Santo Domingo (RD). – La vicepresidenta de la República, Raquel Peña, manifestó que el proceso de reforma y modernización de la Administración Pública de debe asumir como una política de Estado.
La vicemandataria dijo que para esto es muy relevante su legitimación social, reconociendo que su implementación supone mejorar la calidad de vida de los dominicanos.
Pidió asumir un compromiso de crear y sostener las mejores condiciones institucionales posibles, “lo que debe garantizar que nuestros esfuerzos, los esfuerzos de quienes nos antecedieron y los de aquellos que nos sucedan, conformen una espiral de desarrollo continuo».

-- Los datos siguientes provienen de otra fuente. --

//! The trim engine.
//!
//! A [`Trimmer`] applies a [`PolicyModel`] to assemblies. For every assembly it walks the
//! metadata graph depth first, removes every type and member the policy does not keep, repairs
//! the edges between the nodes that remain, and applies the mutation policies enabled in
//! [`TrimOptions`].
//!
//! # Pruning
//!
//! Types and members are looked up by the keys of [`crate::policy::keys`]. A missing or
//! excluded entry removes the node and everything below it. The module pseudo-type `<Module>`,
//! `<PrivateImplementationDetails>` types and the types nested in them never have entries and
//! are always kept with all their members.
//!
//! # Repair
//!
//! - Implemented interfaces survive if the policy keeps them, or if they come from an assembly
//!   outside the run
//! - Explicit method implementations survive if both sides survive
//! - Type forwarders survive if the policy lists them
//!
//! # Example
//!
//! ```rust
//! use dottrim::prelude::*;
//! use std::path::Path;
//!
//! let policy = PolicyModel::from_xml(
//!     r#"<ThinModel><Assembly Name="Contoso" Status="ImplRoot"/></ThinModel>"#,
//! )?;
//!
//! let mut host = MemoryHost::new();
//! let contoso = Assembly::new(AssemblyIdentity::new("Contoso", AssemblyVersion::new(1, 0, 0, 0)));
//! host.add_unit("in/Contoso.dll", LoadedUnit::new(contoso));
//!
//! Trimmer::new(&policy, TrimOptions::default()).trim_binaries(&mut host, "in", "out")?;
//! assert!(host.written(Path::new("out/Contoso.dll")).is_some());
//! # Ok::<(), dottrim::Error>(())
//! ```

mod annotations;
mod context;
mod interfaces;
mod mutate;
mod options;
mod rewriter;

pub use options::TrimOptions;

use std::{path::Path, sync::OnceLock};

use log::{error, info};

use crate::{
    metadata::{Assembly, AssemblyIdentity, MetadataHost, TypeRef},
    policy::{AssemblyEntry, PolicyModel},
    trim::context::TrimContext,
    Error, Result,
};

/// Applies a policy to the assemblies of a trim run.
///
/// The trimmer borrows the policy read-only and holds no per-assembly state, so one instance
/// processes a whole run. `FriendAccessAllowedAttribute` is resolved from the host's core
/// library the first time it is needed and reused afterwards.
pub struct Trimmer<'p> {
    policy: &'p PolicyModel,
    options: TrimOptions,
    friend_access: OnceLock<Option<TypeRef>>,
}

impl<'p> Trimmer<'p> {
    /// Create a trimmer applying `policy` with the given options
    #[must_use]
    pub fn new(policy: &'p PolicyModel, options: TrimOptions) -> Self {
        Trimmer {
            policy,
            options,
            friend_access: OnceLock::new(),
        }
    }

    /// The options this trimmer applies
    #[must_use]
    pub fn options(&self) -> &TrimOptions {
        &self.options
    }

    /// Trim every assembly of the policy.
    ///
    /// Assemblies are processed one at a time in name order: `<source_dir>/<name>.dll` is loaded
    /// through `host`, rewritten, and written to `<output_dir>/<name>.dll`. Debug symbols travel
    /// with the unit.
    ///
    /// # Arguments
    /// * `host` - Loads and writes the binaries and resolves types outside the current assembly.
    /// * `source_dir` - Directory holding the input binaries.
    /// * `output_dir` - Directory receiving the trimmed binaries.
    ///
    /// # Errors
    /// The first failure aborts the run after logging the assembly it happened in. Binaries
    /// written before the failure stay; nothing is written for the failing assembly.
    /// - [`Error::AssemblyLoad`] if an input binary cannot be loaded
    /// - [`Error::AssemblyIdentityMismatch`] if a binary is not the assembly the policy lists
    /// - [`Error::UnsupportedMemberKind`] for member references the policy cannot address
    pub fn trim_binaries(
        &self,
        host: &mut dyn MetadataHost,
        source_dir: impl AsRef<Path>,
        output_dir: impl AsRef<Path>,
    ) -> Result<()> {
        let (source_dir, output_dir) = (source_dir.as_ref(), output_dir.as_ref());

        for entry in self.policy.assemblies() {
            if let Err(e) = self.trim_binary(host, entry, source_dir, output_dir) {
                error!("{}: {}", entry.name, e);
                return Err(e);
            }
        }

        Ok(())
    }

    fn trim_binary(
        &self,
        host: &mut dyn MetadataHost,
        entry: &AssemblyEntry,
        source_dir: &Path,
        output_dir: &Path,
    ) -> Result<()> {
        let file_name = format!("{}.dll", entry.name);

        let input = source_dir.join(&file_name);
        info!("Loading {}", input.display());
        let mut unit = host.load_unit(&input)?;

        self.rewrite(entry, &*host, &mut unit.assembly)?;

        let output = output_dir.join(&file_name);
        info!("Writing {}", output.display());
        host.write_unit(&unit, &output)
    }

    /// Rewrite a single assembly in place, without loading or writing anything.
    ///
    /// # Arguments
    /// * `host` - Resolves types outside the assembly, and provides the core library.
    /// * `assembly` - The assembly to trim. It must be listed in the policy.
    ///
    /// # Errors
    /// - [`Error::UnknownAssembly`] if the policy does not list the assembly
    /// - [`Error::UnsupportedMemberKind`] for member references the policy cannot address
    pub fn rewrite_assembly(&self, host: &dyn MetadataHost, assembly: &mut Assembly) -> Result<()> {
        let entry = self
            .policy
            .get_assembly(assembly.name())
            .ok_or_else(|| Error::UnknownAssembly(assembly.name().to_string()))?;

        self.rewrite(entry, host, assembly)
    }

    fn rewrite(
        &self,
        entry: &AssemblyEntry,
        host: &dyn MetadataHost,
        assembly: &mut Assembly,
    ) -> Result<()> {
        if assembly.name() != entry.name {
            return Err(Error::AssemblyIdentityMismatch {
                expected: entry.name.clone(),
                actual: assembly.name().to_string(),
            });
        }

        let mut cx = TrimContext::new(self.policy, entry, &self.options, host, &self.friend_access);
        rewriter::rewrite_assembly(&mut cx, assembly)
    }

    /// Retarget the references of `assembly` that match `old` exactly to `new`.
    ///
    /// Only the assembly reference list changes; type references name assemblies by simple name
    /// and are left alone. Returns the number of references rewritten.
    ///
    /// ```rust
    /// use dottrim::prelude::*;
    ///
    /// let old = AssemblyIdentity::new("mscorlib", AssemblyVersion::new(2, 0, 0, 0));
    /// let new = AssemblyIdentity::new("mscorlib", AssemblyVersion::new(4, 0, 0, 0));
    ///
    /// let mut assembly = Assembly::new(AssemblyIdentity::new("Contoso", AssemblyVersion::default()));
    /// assembly.references.push(old.clone());
    ///
    /// assert_eq!(Trimmer::update_assembly_references(&mut assembly, &old, &new), 1);
    /// assert_eq!(assembly.references, vec![new]);
    /// ```
    pub fn update_assembly_references(
        assembly: &mut Assembly,
        old: &AssemblyIdentity,
        new: &AssemblyIdentity,
    ) -> usize {
        let mut updated = 0;
        for reference in assembly.references.iter_mut().filter(|r| **r == *old) {
            reference.clone_from(new);
            updated += 1;
        }
        updated
    }
}

#[cfg(test)]
mod tests {
    use std::path::Path;

    use super::*;
    use crate::{
        metadata::{AssemblyVersion, LoadedUnit, MemoryHost, TypeDefBuilder},
        policy::{IncludeStatus, TypeEntry},
    };

    fn policy() -> PolicyModel {
        let mut policy = PolicyModel::new();
        for name in ["B", "A"] {
            let assembly = policy
                .add_assembly(AssemblyEntry::new(name, IncludeStatus::ImplRoot))
                .unwrap();
            assembly
                .add_type(TypeEntry::new(format!("{}.Kept", name), IncludeStatus::ImplRoot))
                .unwrap();
        }
        policy
    }

    fn unit(name: &str) -> LoadedUnit {
        let mut assembly = Assembly::new(AssemblyIdentity::new(name, AssemblyVersion::default()));
        for type_name in ["Kept", "Dropped"] {
            assembly
                .module
                .types
                .push(TypeDefBuilder::new(type_name).namespace(name).build());
        }
        LoadedUnit::new(assembly)
    }

    #[test]
    fn batch() {
        let policy = policy();
        let mut host = MemoryHost::new();
        host.add_unit("in/A.dll", unit("A"));
        host.add_unit("in/B.dll", unit("B"));

        Trimmer::new(&policy, TrimOptions::default())
            .trim_binaries(&mut host, "in", "out")
            .unwrap();

        assert_eq!(host.written_count(), 2);
        for name in ["A", "B"] {
            let written = host
                .written(&Path::new("out").join(format!("{}.dll", name)))
                .unwrap();
            assert_eq!(written.assembly.module.all_types, vec![format!("{}.Kept", name)]);
        }
    }

    #[test]
    fn batch_stops_at_first_failure() {
        let policy = policy();
        let mut host = MemoryHost::new();
        // "A" sorts first and succeeds, "B" is missing
        host.add_unit("in/A.dll", unit("A"));

        let result = Trimmer::new(&policy, TrimOptions::default()).trim_binaries(&mut host, "in", "out");
        assert!(matches!(result, Err(Error::AssemblyLoad { .. })));
        assert_eq!(host.written_count(), 1);
    }

    #[test]
    fn identity_mismatch() {
        let policy = policy();
        let mut host = MemoryHost::new();
        host.add_unit("in/A.dll", unit("Impostor"));

        match Trimmer::new(&policy, TrimOptions::default()).trim_binaries(&mut host, "in", "out") {
            Err(Error::AssemblyIdentityMismatch { expected, actual }) => {
                assert_eq!(expected, "A");
                assert_eq!(actual, "Impostor");
            }
            other => panic!("unexpected result: {:?}", other),
        }
        assert_eq!(host.written_count(), 0);
    }

    #[test]
    fn unknown_assembly() {
        let policy = policy();
        let mut assembly = unit("C").assembly;
        let result = Trimmer::new(&policy, TrimOptions::default())
            .rewrite_assembly(&MemoryHost::new(), &mut assembly);
        assert!(matches!(result, Err(Error::UnknownAssembly(name)) if name == "C"));
    }

    #[test]
    fn reference_retargeting() {
        let old = AssemblyIdentity::new("mscorlib", AssemblyVersion::new(2, 0, 0, 0));
        let new = AssemblyIdentity::new("System.Runtime", AssemblyVersion::new(4, 2, 0, 0));
        let other = AssemblyIdentity::new("mscorlib", AssemblyVersion::new(4, 0, 0, 0));

        let mut assembly = unit("A").assembly;
        assembly.references = vec![old.clone(), other.clone()];

        assert_eq!(Trimmer::update_assembly_references(&mut assembly, &old, &new), 1);
        assert_eq!(assembly.references, vec![new.clone(), other]);
        assert_eq!(Trimmer::update_assembly_references(&mut assembly, &old, &new), 0);
    }
}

Peña precisó que este compromiso no debe ser solo el reflejo de voluntades perecederas y desarticuladas, sino el resultado firme y sostenible de una decisión nacional que se inspire en la fulgurante historia patria y en el pensamiento preclaro del liderazgo político nacional.
La vicepresidenta encabezó el inicio del “Primer Encuentro Nacional sobre Reforma y Modernización de la Administración Pública: Hacia un Pacto Nacional por la Institucionalidad en República Dominicana”.
En ese escenario sostuvo que buscan que esta iniciativa resulte de la buena disposición y los mejores deseos de ver como el país siga con le avance por la senda del progreso, las libertades y la consolidación de la democracia.
Destacó la decisión y voluntad firme de gobernar del presidente Luis Abinader apegado a los principios constitucionales, al marco jurídico y a las mejores prácticas de transparencia y eficiencia.
Reforma y modernización de la Administración Pública
Indicó que esa postural envió un mensaje claro a una nación abrumada por la corrupción y el nepotismo, que levantaba su voz reclamando legalidad, justicia y transparencia.
“A la vez expuso, se inició el desmonte de una serie de entes públicos, algunos de ellos caídos en desuso o creados por decisiones coyunturales para satisfacer aspiraciones personales, la mayoría de los cuales se habían acumulado en torno a la Presidencia de la República y claramente usurpaban atribuciones a instituciones tradicionales de nuestra arquitectura organizativa”, expuso.
Peña explicó que, en ese sentido, se abocaron en una tarea de transformación, disolución, reducción y transferencia de órganos como el Despacho de la Primera Dama, la Ofician de Ingenieros Supervisores de Obras del Estado (Oisoe), el Consejo estatal del Azúcar (Cea), la Corporación Dominicana de Empresas Eléctricas Estatales (CDEEE) y el Programa de Visitas Sorpresas.
Precisó que esa reingeniería inicial se ejecuta y continuará en el futuro, respetando plenamente el marco regulatorio y los derechos adquiridos de todo el personal, bajo la conducción de una Comisión de Liquidación o Disolución de Órganos del Estado (CLOE).
Con ese propósito, expresó, desde el 16 de agosto de 2020 a la fecha, se suprimieron 13 entes y órganos, con ahorros significativos de recursos, que ahora están dirigidos a sectores prioritarios, especialmente a fortalecer las políticas de protección social a los más vulnerables.